Using `earthdata-varinfo` multiple times to generate UMM-Var record for the same collection will result in updating existing records, rather than creating duplicate UMM-Var records for the same variables.

### Examples in this notebook:

* Using `generate_collection_umm_var`: [GLDAS_NOAH10_3H](https://cmr.uat.earthdata.nasa.gov/search/collections.umm_json?concept-id=C1256543837-EEDTEST)
* Using individual functions: [M2I1NXASM](https://cmr.uat.earthdata.nasa.gov/search/collections.umm_json?concept-id=C1256535511-EEDTEST)

## Workflow 1: Using the single `generate_collection_umm_var` function (recommended):

**This option is recommended if you have a collection in CMR with granules, and want the simplest workflow**

This example shows how to publish UMM-Var records for **GLDAS_NOAH10_3H** with `generate_collection_umm_var`. `generate_collection_umm_var` is a wrapper function that combines the functionality of individual classes and functions of `earthdata-varinfo`, including: `varinfo.cmr_search`, `VarInfoFromNetCDF4` and `varinfo.umm_var`.
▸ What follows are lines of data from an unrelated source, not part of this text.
use hyper::{
    service::{make_service_fn, service_fn},
    Body, Request, Response, Server, StatusCode,
};
use stampede::engine::population::{Population, ProfileRuntime, RunConfig};
use stampede::engine::stats;
use stampede::engine::transport::HttpTransport;
use stampede::engine::user::UserProfile;
use stampede::metrics;
use stampede_common::Config;
use std::convert::Infallible;
use std::fs;
use std::net::SocketAddr;
use std::sync::Arc;
use std::time::Duration;
use tracing::{error, info, warn};
use tracing_subscriber::{fmt, prelude::*, EnvFilter};

fn init_production_logging() {
    let filter = EnvFilter::try_from_default_env().unwrap_or_else(|_| EnvFilter::new("info"));

    tracing_subscriber::registry()
        .with(filter)
        .with(fmt::layer().json().with_target(true))
        .init();

    info!("Production structured logging initialized (JSON)");
}

async fn metrics_handler(req: Request<Body>) -> Result<Response<Body>, Infallible> {
    match req.uri().path() {
        "/health" => Ok(Response::new(Body::from("OK"))),
        "/metrics" => Ok(Response::new(Body::from(metrics::render_metrics()))),
        _ => {
            let mut not_found = Response::new(Body::from("Not Found"));
            *not_found.status_mut() = StatusCode::NOT_FOUND;
            Ok(not_found)
        }
    }
}

async fn run_metrics_server(port: u16) {
    let addr = SocketAddr::from(([0, 0, 0, 0], port));
    metrics::register_metrics();

    let make_svc =
        make_service_fn(|_conn| async { Ok::<_, Infallible>(service_fn(metrics_handler)) });

    let server = Server::bind(&addr).serve(make_svc);

    info!(port = port, "Observability server online");

    if let Err(e) = server.await {
        error!(error = %e, "Observability server failed");
    }
}

#[tokio::main]
async fn main() -> Result<(), Box<dyn std::error::Error>> {
    init_production_logging();

    let config_path = std::env::args()
        .nth(1)
        .unwrap_or_else(|| "config/stampede.yaml".to_string());
    let config_data = fs::read_to_string(&config_path)?;
    let config: Config = serde_yaml::from_str(&config_data)?;

    if config.metrics.enabled {
        let port = config.metrics.port;
        tokio::spawn(async move {
            run_metrics_server(port).await;
        });
    }

    let (stats, collector) = stats::spawn_collector();

    let mut profiles = Vec::with_capacity(config.profiles.len());
    for profile_config in &config.profiles {
        let profile = UserProfile::from_config(profile_config)?;
        let transport = HttpTransport::new(&config.target.base_url, &profile.default_headers)?;
        profiles.push(ProfileRuntime {
            profile: Arc::new(profile),
            transport: Arc::new(transport),
        });
    }

    let run = RunConfig {
        spawn_rate: config.run.spawn_rate,
        duration: config.run.duration_secs.map(Duration::from_secs),
        grace_timeout: Duration::from_secs(config.run.grace_timeout_secs),
    };
    let headless = run.duration.is_some();

    let started = tokio::time::Instant::now();
    let population = Population::start(run, profiles, stats.clone())?;
    info!(
        target = %config.target.base_url,
        headless,
        "Stampede started"
    );

    tokio::select! {
        _ = population.cancelled() => {}
        _ = tokio::signal::ctrl_c() => {
            info!("Shutdown signal received");
        }
    }

    let report = population.stop().await;
    if report.abandoned > 0 {
        warn!(
            abandoned = report.abandoned,
            "Some users did not stop within the grace period"
        );
    }

    let snapshot = stats.snapshot().await;
    let elapsed = started.elapsed();
    info!(
        requests = snapshot.total_count,
        users_stopped = report.stopped,
        elapsed_secs = elapsed.as_secs_f64(),
        throughput_rps = snapshot.total_count as f64 / elapsed.as_secs_f64().max(f64::EPSILON),
        "Run complete"
    );

    let mut action_names: Vec<_> = snapshot.per_action.keys().collect();
    action_names.sort();
    for name in action_names {
        let action = &snapshot.per_action[name];
        info!(
            action = %name,
            count = action.count,
            success = action.success_count,
            min_ms = action.min.as_millis() as u64,
            mean_ms = action.mean.as_millis() as u64,
            p50_ms = action.p50.as_millis() as u64,
            p90_ms = action.p90.as_millis() as u64,
            p99_ms = action.p99.as_millis() as u64,
            max_ms = action.max.as_millis() as u64,
            "Action summary"
        );
    }

    // Last sender gone: the collector drains and exits.
    drop(stats);
    let _ = collector.await;
    Ok(())
}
`generate_collection_umm_var` will:

* Query CMR to find the collection specified and links to granules in that collection.
* Download the most recent granule for **GLDAS_NOAH10_3H**.
* Parse the in-file metadata for the downloaded granule.
* Generate the UMM-Var records from the parsed file information.
* Publish these records to CMR if `publish=True`.
* If `publish=True`, a list of ingested variable concept-ids or the error(s) from an unsucessful ingest is returned
    * `['V1259971755-EEDTEST', 'V1259971757-EEDTEST', ...]` 
    * `['V1259971755-EEDTEST', '#: CMR error 1\n  #: CMR error 2', ...]`
* If `publish=False` (default) a list of UMM-Var entries is returned:
    * `[...{'Name': 'lat', 'LongName': 'lat', ...}, {'Name': 'time', 'LongName': 'time', ...}...]`


**Customising the cell below for a different collection:**

The following cell specifies the collection concept ID of **GLDAS_NOAH10_3H** (from the `EEDTEST` CMR provider). 
This can be updated to any concept-id for any provider.

Update `auth_header` in the cell below to include your Launchpad token.
An optional config file can be passed to override default configuration

In [None]:
from varinfo.generate_umm_var import generate_collection_umm_var


auth_header = '<Launchpad token>'
collection_concept_id_gldas = 'C1256543837-EEDTEST'
test_config_file = 'tests/unit/data/test_config.json'
generate_collection_umm_var(
    collection_concept_id=collection_concept_id_gldas,
    auth_header=auth_header,
    publish=True,
    config_file=test_config_file,
)

## Workflow 2: Publishing CMR records with lower-level functions:

**This workflow is primarily for collections without granules or when a file already exists on a local machine.**

The following example will publish and create UMM-Var entries for **M2I1NXASM**. It does so by using the individual pieces of functionality wrapped by `generate_collection_umm_var`.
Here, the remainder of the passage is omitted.